WHAT THIS TASK INVOLVES.
Please return the lines of the data below, word for word, from the first line through the line containing "impl fmt::Display for".

(Saved entries)
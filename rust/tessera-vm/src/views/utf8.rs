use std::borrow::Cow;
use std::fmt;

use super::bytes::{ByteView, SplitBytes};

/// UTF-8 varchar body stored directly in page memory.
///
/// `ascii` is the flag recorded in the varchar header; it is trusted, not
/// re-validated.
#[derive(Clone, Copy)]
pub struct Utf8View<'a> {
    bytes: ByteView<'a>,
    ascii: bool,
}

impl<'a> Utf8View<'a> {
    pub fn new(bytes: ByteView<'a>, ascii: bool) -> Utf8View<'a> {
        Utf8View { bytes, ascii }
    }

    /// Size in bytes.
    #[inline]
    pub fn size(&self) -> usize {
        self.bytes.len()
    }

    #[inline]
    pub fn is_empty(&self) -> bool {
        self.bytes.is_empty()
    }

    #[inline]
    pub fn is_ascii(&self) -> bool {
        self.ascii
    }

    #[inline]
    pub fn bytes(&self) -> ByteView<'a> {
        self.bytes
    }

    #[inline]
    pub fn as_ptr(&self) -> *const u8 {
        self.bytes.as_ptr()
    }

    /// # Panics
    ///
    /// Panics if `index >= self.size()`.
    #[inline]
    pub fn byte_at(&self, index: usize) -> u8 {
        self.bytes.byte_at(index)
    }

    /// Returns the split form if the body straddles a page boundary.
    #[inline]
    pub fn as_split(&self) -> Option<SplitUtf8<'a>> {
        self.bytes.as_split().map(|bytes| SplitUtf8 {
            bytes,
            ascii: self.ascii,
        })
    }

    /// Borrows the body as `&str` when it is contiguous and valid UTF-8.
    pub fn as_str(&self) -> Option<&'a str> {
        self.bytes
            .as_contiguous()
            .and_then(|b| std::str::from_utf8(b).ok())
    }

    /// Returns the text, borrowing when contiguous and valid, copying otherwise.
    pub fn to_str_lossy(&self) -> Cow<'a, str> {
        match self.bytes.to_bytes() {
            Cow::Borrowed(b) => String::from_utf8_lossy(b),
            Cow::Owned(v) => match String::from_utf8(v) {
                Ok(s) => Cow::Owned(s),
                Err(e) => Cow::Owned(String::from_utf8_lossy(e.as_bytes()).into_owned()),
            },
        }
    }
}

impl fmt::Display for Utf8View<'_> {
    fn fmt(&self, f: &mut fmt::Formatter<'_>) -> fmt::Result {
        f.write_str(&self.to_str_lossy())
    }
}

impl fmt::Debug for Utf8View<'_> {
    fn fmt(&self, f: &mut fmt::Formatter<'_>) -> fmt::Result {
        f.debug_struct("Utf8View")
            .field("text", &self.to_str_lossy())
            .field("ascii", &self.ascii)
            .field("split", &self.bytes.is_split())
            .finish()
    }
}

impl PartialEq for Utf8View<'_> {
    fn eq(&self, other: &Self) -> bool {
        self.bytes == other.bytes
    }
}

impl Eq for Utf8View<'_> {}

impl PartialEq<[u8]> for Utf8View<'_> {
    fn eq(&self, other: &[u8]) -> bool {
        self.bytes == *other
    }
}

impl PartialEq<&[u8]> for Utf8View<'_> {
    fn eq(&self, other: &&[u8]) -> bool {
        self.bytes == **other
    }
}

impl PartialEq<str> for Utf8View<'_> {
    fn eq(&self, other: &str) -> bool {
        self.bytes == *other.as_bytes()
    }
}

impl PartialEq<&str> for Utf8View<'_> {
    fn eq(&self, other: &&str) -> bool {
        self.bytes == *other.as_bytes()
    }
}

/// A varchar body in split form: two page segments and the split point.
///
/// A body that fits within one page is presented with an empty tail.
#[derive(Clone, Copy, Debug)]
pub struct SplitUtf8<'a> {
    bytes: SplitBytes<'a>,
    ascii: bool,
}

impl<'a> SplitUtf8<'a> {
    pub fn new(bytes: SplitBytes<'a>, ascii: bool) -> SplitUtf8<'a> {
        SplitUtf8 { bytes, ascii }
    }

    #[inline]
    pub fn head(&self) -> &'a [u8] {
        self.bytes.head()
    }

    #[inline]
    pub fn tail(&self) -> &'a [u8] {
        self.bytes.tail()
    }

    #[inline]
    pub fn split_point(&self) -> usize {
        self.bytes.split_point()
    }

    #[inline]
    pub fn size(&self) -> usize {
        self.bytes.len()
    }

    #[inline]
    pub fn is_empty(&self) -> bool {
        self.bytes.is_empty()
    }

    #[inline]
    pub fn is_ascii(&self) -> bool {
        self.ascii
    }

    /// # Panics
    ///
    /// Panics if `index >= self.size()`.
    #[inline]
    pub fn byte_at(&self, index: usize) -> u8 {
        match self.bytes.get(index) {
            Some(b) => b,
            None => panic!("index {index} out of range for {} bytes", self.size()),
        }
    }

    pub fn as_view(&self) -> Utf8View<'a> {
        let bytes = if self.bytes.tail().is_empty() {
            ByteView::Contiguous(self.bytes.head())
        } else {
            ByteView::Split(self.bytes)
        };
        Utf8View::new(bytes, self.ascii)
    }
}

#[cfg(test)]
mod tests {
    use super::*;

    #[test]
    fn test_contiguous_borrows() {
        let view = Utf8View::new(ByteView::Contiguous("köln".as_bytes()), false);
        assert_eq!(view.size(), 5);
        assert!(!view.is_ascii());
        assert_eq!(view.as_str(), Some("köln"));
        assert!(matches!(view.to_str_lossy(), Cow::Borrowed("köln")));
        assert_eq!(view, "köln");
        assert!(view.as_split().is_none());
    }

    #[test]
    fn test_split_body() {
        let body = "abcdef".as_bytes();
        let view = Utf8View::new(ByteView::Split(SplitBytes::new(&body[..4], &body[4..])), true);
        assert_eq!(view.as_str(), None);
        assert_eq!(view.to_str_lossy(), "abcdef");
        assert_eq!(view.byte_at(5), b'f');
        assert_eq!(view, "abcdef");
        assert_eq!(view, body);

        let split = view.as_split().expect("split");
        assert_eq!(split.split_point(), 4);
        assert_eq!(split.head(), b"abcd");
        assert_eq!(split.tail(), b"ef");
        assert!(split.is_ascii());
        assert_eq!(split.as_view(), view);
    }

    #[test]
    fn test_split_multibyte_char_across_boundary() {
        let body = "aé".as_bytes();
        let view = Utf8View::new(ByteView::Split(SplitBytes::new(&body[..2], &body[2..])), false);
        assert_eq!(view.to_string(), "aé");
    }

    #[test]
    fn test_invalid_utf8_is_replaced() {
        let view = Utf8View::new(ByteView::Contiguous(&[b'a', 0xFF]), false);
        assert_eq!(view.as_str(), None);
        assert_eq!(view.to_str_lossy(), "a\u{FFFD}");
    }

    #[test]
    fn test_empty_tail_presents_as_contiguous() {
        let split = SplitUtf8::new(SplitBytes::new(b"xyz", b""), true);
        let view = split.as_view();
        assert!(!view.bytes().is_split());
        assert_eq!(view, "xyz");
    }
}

EXERCISE ANSWER.
filename rust/tessera-vm/src/views/utf8.rs
use std::borrow::Cow;
use std::fmt;

use super::bytes::{ByteView, SplitBytes};

/// UTF-8 varchar body stored directly in page memory.
///
/// `ascii` is the flag recorded in the varchar header; it is trusted, not
/// re-validated.
#[derive(Clone, Copy)]
pub struct Utf8View<'a> {
    bytes: ByteView<'a>,
    ascii: bool,
}

impl<'a> Utf8View<'a> {
    pub fn new(bytes: ByteView<'a>, ascii: bool) -> Utf8View<'a> {
        Utf8View { bytes, ascii }
    }

    /// Size in bytes.
    #[inline]
    pub fn size(&self) -> usize {
        self.bytes.len()
    }

    #[inline]
    pub fn is_empty(&self) -> bool {
        self.bytes.is_empty()
    }

    #[inline]
    pub fn is_ascii(&self) -> bool {
        self.ascii
    }

    #[inline]
    pub fn bytes(&self) -> ByteView<'a> {
        self.bytes
    }

    #[inline]
    pub fn as_ptr(&self) -> *const u8 {
        self.bytes.as_ptr()
    }

    /// # Panics
    ///
    /// Panics if `index >= self.size()`.
    #[inline]
    pub fn byte_at(&self, index: usize) -> u8 {
        self.bytes.byte_at(index)
    }

    /// Returns the split form if the body straddles a page boundary.
    #[inline]
    pub fn as_split(&self) -> Option<SplitUtf8<'a>> {
        self.bytes.as_split().map(|bytes| SplitUtf8 {
            bytes,
            ascii: self.ascii,
        })
    }

    /// Borrows the body as `&str` when it is contiguous and valid UTF-8.
    pub fn as_str(&self) -> Option<&'a str> {
        self.bytes
            .as_contiguous()
            .and_then(|b| std::str::from_utf8(b).ok())
    }

    /// Returns the text, borrowing when contiguous and valid, copying otherwise.
    pub fn to_str_lossy(&self) -> Cow<'a, str> {
        match self.bytes.to_bytes() {
            Cow::Borrowed(b) => String::from_utf8_lossy(b),
            Cow::Owned(v) => match String::from_utf8(v) {
                Ok(s) => Cow::Owned(s),
                Err(e) => Cow::Owned(String::from_utf8_lossy(e.as_bytes()).into_owned()),
            },
        }
    }
}

impl fmt::Display for Utf8View<'_> {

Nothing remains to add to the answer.